24/04/2026

Estadísticas

/ Superioridad del análisis cuantitativo /


Se suele decir eso de «Es evidente; los datos hablan por sí mismos». Tardé en encontrar una definición de evidencia que permitiera sostener una conversación fundada, hasta que finalmente la hallé, en la Ley de fundamentos para políticas basadas en evidencias de los EEUU, ley aprobada en 2018.
Las estadísticas no mienten. Lea por qué.

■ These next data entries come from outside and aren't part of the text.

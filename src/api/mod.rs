//! HTTP surface (spec.md §6.4): a handful of thin handlers over
//! [`AppState`], each of which returns immediately and (where the spec
//! calls for it) hands the actual work to a spawned background task that
//! delivers its result asynchronously over the bus.

mod rate_limit;

use std::time::Duration;

use axum::extract::{Path, Query, State};
use axum::http::{HeaderMap, StatusCode};
use axum::Json;
use rand::RngCore;
use serde::Deserialize;
use serde_json::json;
use tracing::{info, warn};

use crate::state::AppState;

pub use rate_limit::{notifs_rate_limit, RateLimiter};

const SEED_POLL_INTERVAL: Duration = Duration::from_secs(5);
const SEED_POLL_TIMEOUT: Duration = Duration::from_secs(120);
const TEST_SEED_DELAY: Duration = Duration::from_secs(10);

pub async fn info() -> Json<serde_json::Value> {
    Json(json!({
        "name": env!("CARGO_PKG_NAME"),
        "version": env!("CARGO_PKG_VERSION"),
    }))
}

#[derive(Debug, Deserialize)]
pub struct RandomNumberQuery {
    #[serde(rename = "boxId")]
    box_id: String,
    #[serde(rename = "walletAddr")]
    wallet_addr: String,
}

pub async fn random_number(
    State(state): State<AppState>,
    Path(game): Path<String>,
    Query(q): Query<RandomNumberQuery>,
    headers: HeaderMap,
) -> StatusCode {
    let session_id = headers
        .get("owl-session-id")
        .and_then(|v| v.to_str().ok())
        .unwrap_or("")
        .to_string();

    tokio::spawn(async move {
        deliver_seed_when_ready(state, game, q.box_id, q.wallet_addr, session_id).await;
    });

    StatusCode::OK
}

async fn deliver_seed_when_ready(
    state: AppState,
    game: String,
    box_id: String,
    wallet_addr: String,
    session_id: String,
) {
    let deadline = tokio::time::Instant::now() + SEED_POLL_TIMEOUT;
    loop {
        if let Some(seed) = state.seed_window.get(&box_id) {
            publish_seed(&state, &game, &wallet_addr, &seed).await;
            return;
        }
        if tokio::time::Instant::now() >= deadline {
            warn!(box_id, wallet_addr, session_id, "seed poll timed out, no publish");
            return;
        }
        tokio::time::sleep(SEED_POLL_INTERVAL).await;
    }
}

async fn publish_seed(state: &AppState, game: &str, wallet_addr: &str, seed: &str) {
    let subject = format!("{game}.{wallet_addr}");
    let payload = json!({ "seed": seed }).to_string().into_bytes();
    if let Err(e) = state.bus.publish(&subject, payload).await {
        warn!(subject, error = %e, "failed to publish seed");
    } else {
        info!(subject, "seed delivered");
    }
}

#[derive(Debug, Deserialize)]
pub struct TestRandomNumberQuery {
    #[serde(rename = "walletAddr")]
    wallet_addr: String,
}

/// Test hook standing in for the real oracle round trip: same delivery
/// path, a seed conjured locally instead of read off the chain.
pub async fn test_random_number(
    State(state): State<AppState>,
    Query(q): Query<TestRandomNumberQuery>,
) -> StatusCode {
    tokio::spawn(async move {
        tokio::time::sleep(TEST_SEED_DELAY).await;
        let mut bytes = [0u8; 4];
        rand::thread_rng().fill_bytes(&mut bytes);
        let seed = hex::encode(bytes);
        publish_seed(&state, "roulette", &q.wallet_addr, &seed).await;
    });

    StatusCode::OK
}

pub async fn notifs(
    State(state): State<AppState>,
    Path(wallet_addr): Path<String>,
) -> (StatusCode, Json<serde_json::Value>) {
    match crate::notify::republish_parked(&state.kv, &state.bus, &wallet_addr).await {
        Ok(counts) => (
            StatusCode::OK,
            Json(json!({ "succeeded": counts.succeeded, "failed": counts.failed })),
        ),
        Err(e) => {
            warn!(wallet_addr, error = %e, "notifs retrieval failed");
            (StatusCode::OK, Json(json!({ "succeeded": 0, "failed": 0 })))
        }
    }
}

#[derive(Debug, Deserialize)]
pub struct VerbosityQuery {
    v: Option<String>,
}

pub async fn get_verbosity(State(state): State<AppState>) -> (StatusCode, Json<serde_json::Value>) {
    let current = state
        .log_filter
        .with_current(|f| f.to_string())
        .unwrap_or_default();
    (StatusCode::OK, Json(json!({ "verbosity": current })))
}

pub async fn put_verbosity(
    State(state): State<AppState>,
    Query(q): Query<VerbosityQuery>,
) -> (StatusCode, Json<serde_json::Value>) {
    let Some(level) = q.v else {
        return (
            StatusCode::BAD_REQUEST,
            Json(json!({ "ok": false, "error": "missing v" })),
        );
    };
    match level.parse::<tracing_subscriber::EnvFilter>() {
        Ok(filter) => {
            if state.log_filter.reload(filter).is_err() {
                return (
                    StatusCode::INTERNAL_SERVER_ERROR,
                    Json(json!({ "ok": false, "error": "reload failed" })),
                );
            }
            info!(level, "log verbosity updated");
            (StatusCode::OK, Json(json!({ "ok": true, "verbosity": level })))
        }
        Err(e) => (
            StatusCode::BAD_REQUEST,
            Json(json!({ "ok": false, "error": e.to_string() })),
        ),
    }
}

La ley estadounidense señala que evidencia es, a los efectos de la misma, la información generada por una actividad estadística con propósito estadístico (conceptos igualmente definidos en dicha ley), "útil -se dice en el original- para la Evaluación". La Comisión Europea está refiriéndose últimamente a políticas informadas por la evidencia, en lugar de políticas basadas en evidencias. Me parece acertada esta opción, que descargaría de connotaciones tecnocráticas a la formulación de las políticas públicas.
Pero evidencia no son simples datos, es decir, el registro medido de un atributo dado de un fenómeno. Evidencia es información, obtenida mediante estadísticas. Pero lo que establece definitivamente la evidencia es que es información que lleva a quien la conoce a una conclusión.
Report of the Commission on Evidence-Based Policymaking, pág. 8,
que puso las bases de la ley. Comisión bipartita del legislativo de los EEUU (2017)
Sin embargo, nada se dice en la definición de evidencia acerca de la validez de tal conclusión ni de la información que la sustenta.

Forges. Viñeta del 14 de mayo de 2013 en El País.

Es decir, la evidencia, la estadística, no es errónea, no es incorrecta. Simplemente, puede no ser pertinente al problema que se está examinando. La pertinencia es uno de los criterios que emplea la disciplina de la Evaluación de Políticas Públicas.
El político nos dirá de la existencia de determinado «problema público» supuestamente acreditado por tal o cual evidencia; o más corrientemente oímos de su parte propuestas de soluciones a problemas acreditados por tal o cual evidencia.
Recordemos, no obstante, que una conclusión puede ser correcta, pero, sin embargo, la información o el dato subyacentes a la citada conclusión pueden no decir correctamente del problema público (del problema social que ha conseguido entrar en la agenda pública).

Las más de las veces el dato que se maneja como evidencia no deriva de una descripción correcta ("pertinente") del problema.

Así, la pretendida rotundidad del conocimiento científico-técnico o experto o del procesamiento del acúmulo estadístico como base de la actuación pública desfallece.
La formulación de una política pasa, ya en su mismo origen, por la pertinente definición del problema público (del problema social que ha sido incorporado a la agenda pública por el sistema sociopolítico).
¿Quién puede decir, en cada caso concreto, acerca de la validez de una evidencia en torno a un problema público? La Evaluación de Políticas Públicas lo hará, a través de la aplicación de los criterios de evaluación a la información científico-técnica y estadística.

El tópico "dato mata relato" no es siempre válido, a priori, en socioeconomía; lo será si supera el test de la pertinencia ;-))

Los criterios de evaluación de políticas públicas (como el de pertinencia, o los de eficacia, eficiencia, coherencia, participación, etc., u otros, como equidad o cobertura) arrojan luz sobre argumentarios oscuros o incompletos, o directamente negacionistas, y espantan las posverdades, tan comunes en la conversación social y pública de hoy.
Una opinión -una aseveracióin cualquiera emitida por alguien- no es, pues, evidencia.